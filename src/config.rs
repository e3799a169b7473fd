use std::path::PathBuf;

use anyhow::{Context, bail};

use crate::{page::DEFAULT_PAGE_SIZE, schema::FieldSet};

#[derive(Clone, Debug)]
pub struct Config {
    pub sqlite_path: PathBuf,
    pub destination_url: String,
    pub destination_schema: String,
    pub fields: FieldSet,
    pub page_size: u64,
}

impl Config {
    pub fn from_env() -> anyhow::Result<Self> {
        dotenvy::dotenv().ok();
        Self::from_lookup(|key| std::env::var(key).ok())
    }

    pub fn from_lookup(lookup: impl Fn(&str) -> Option<String>) -> anyhow::Result<Self> {
        let sqlite_path =
            PathBuf::from(lookup("SQLITE_PATH").unwrap_or_else(|| "db.sqlite".to_string()));

        let destination_url = match lookup("DATABASE_URL") {
            Some(url) => url,
            None => {
                let host = lookup("DB_HOST").unwrap_or_else(|| "127.0.0.1".to_string());
                let port: u16 = lookup("DB_PORT")
                    .unwrap_or_else(|| "5432".to_string())
                    .parse()
                    .context("DB_PORT")?;
                let user = lookup("DB_USER").context("DB_USER is not set")?;
                let password = lookup("DB_PASSWORD").context("DB_PASSWORD is not set")?;
                let name = lookup("DB_NAME").context("DB_NAME is not set")?;
                format!(
                    "postgres://{}:{}@{host}:{port}/{}",
                    urlencoding::encode(&user),
                    urlencoding::encode(&password),
                    urlencoding::encode(&name)
                )
            },
        };

        let destination_schema = lookup("DB_SCHEMA").unwrap_or_else(|| "content".to_string());

        let fields = match lookup("SCHEMA_VARIANT") {
            Some(variant) => variant.parse::<FieldSet>().context("SCHEMA_VARIANT")?,
            None => FieldSet::current(),
        };

        let page_size: u64 = match lookup("PAGE_SIZE") {
            Some(size) => size.parse().context("PAGE_SIZE")?,
            None => DEFAULT_PAGE_SIZE,
        };
        if page_size == 0 {
            bail!("PAGE_SIZE must be greater than zero");
        }

        Ok(Self { sqlite_path, destination_url, destination_schema, fields, page_size })
    }

    pub fn source_url(&self) -> String {
        format!("sqlite://{}?mode=ro", self.sqlite_path.display())
    }
}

Exercise: The data above is to be returned exactly, with nothing altered.

Reply to the task:
filename src/config.rs
repository e3799a169b7473fd
use std::path::PathBuf;

use anyhow::{Context, bail};

use crate::{page::DEFAULT_PAGE_SIZE, schema::FieldSet};

#[derive(Clone, Debug)]
pub struct Config {
    pub sqlite_path: PathBuf,
    pub destination_url: String,
    pub destination_schema: String,
    pub fields: FieldSet,
    pub page_size: u64,
}

impl Config {
    pub fn from_env() -> anyhow::Result<Self> {
        dotenvy::dotenv().ok();
        Self::from_lookup(|key| std::env::var(key).ok())
    }

    pub fn from_lookup(lookup: impl Fn(&str) -> Option<String>) -> anyhow::Result<Self> {
        let sqlite_path =
            PathBuf::from(lookup("SQLITE_PATH").unwrap_or_else(|| "db.sqlite".to_string()));

        let destination_url = match lookup("DATABASE_URL") {
            Some(url) => url,
            None => {
                let host = lookup("DB_HOST").unwrap_or_else(|| "127.0.0.1".to_string());
                let port: u16 = lookup("DB_PORT")
                    .unwrap_or_else(|| "5432".to_string())
                    .parse()
                    .context("DB_PORT")?;
                let user = lookup("DB_USER").context("DB_USER is not set")?;
                let password = lookup("DB_PASSWORD").context("DB_PASSWORD is not set")?;
                let name = lookup("DB_NAME").context("DB_NAME is not set")?;
                format!(
                    "postgres://{}:{}@{host}:{port}/{}",
                    urlencoding::encode(&user),
                    urlencoding::encode(&password),
                    urlencoding::encode(&name)
                )
            },
        };

        let destination_schema = lookup("DB_SCHEMA").unwrap_or_else(|| "content".to_string());

        let fields = match lookup("SCHEMA_VARIANT") {
            Some(variant) => variant.parse::<FieldSet>().context("SCHEMA_VARIANT")?,
            None => FieldSet::current(),
        };

        let page_size: u64 = match lookup("PAGE_SIZE") {
            Some(size) => size.parse().context("PAGE_SIZE")?,
            None => DEFAULT_PAGE_SIZE,
        };
        if page_size == 0 {
            bail!("PAGE_SIZE must be greater than zero");
        }

        Ok(Self { sqlite_path, destination_url, destination_schema, fields, page_size })
    }

    pub fn source_url(&self) -> String {
        format!("sqlite://{}?mode=ro", self.sqlite_path.display())
    }
}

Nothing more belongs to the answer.